PROBLEM DESCRIPTION
Search the data for the string "BackendResponse", and report each line where it is found.

== DATASET

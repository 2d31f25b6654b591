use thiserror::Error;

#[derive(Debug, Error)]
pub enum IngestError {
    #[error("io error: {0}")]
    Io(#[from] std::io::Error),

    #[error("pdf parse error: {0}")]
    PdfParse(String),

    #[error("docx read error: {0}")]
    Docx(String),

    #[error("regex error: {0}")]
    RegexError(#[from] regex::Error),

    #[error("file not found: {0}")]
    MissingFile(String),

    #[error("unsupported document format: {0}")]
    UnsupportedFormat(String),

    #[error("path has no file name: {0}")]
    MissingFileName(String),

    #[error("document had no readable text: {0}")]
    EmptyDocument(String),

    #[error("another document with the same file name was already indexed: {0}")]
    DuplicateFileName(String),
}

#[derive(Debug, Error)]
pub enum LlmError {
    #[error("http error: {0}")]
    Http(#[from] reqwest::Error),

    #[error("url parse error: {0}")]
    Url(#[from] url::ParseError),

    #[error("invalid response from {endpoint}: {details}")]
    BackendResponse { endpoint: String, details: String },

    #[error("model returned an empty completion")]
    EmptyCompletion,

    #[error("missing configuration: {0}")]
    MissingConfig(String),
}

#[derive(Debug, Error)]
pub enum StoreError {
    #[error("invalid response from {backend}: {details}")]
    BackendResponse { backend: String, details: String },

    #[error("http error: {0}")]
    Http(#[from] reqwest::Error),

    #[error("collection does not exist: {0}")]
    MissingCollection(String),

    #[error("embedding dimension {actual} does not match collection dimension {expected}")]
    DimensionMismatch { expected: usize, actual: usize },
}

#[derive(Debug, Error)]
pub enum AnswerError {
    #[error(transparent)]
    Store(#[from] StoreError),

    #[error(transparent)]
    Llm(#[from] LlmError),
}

====

RESPONSE BELOW
    BackendResponse { endpoint: String, details: String },
    BackendResponse { backend: String, details: String },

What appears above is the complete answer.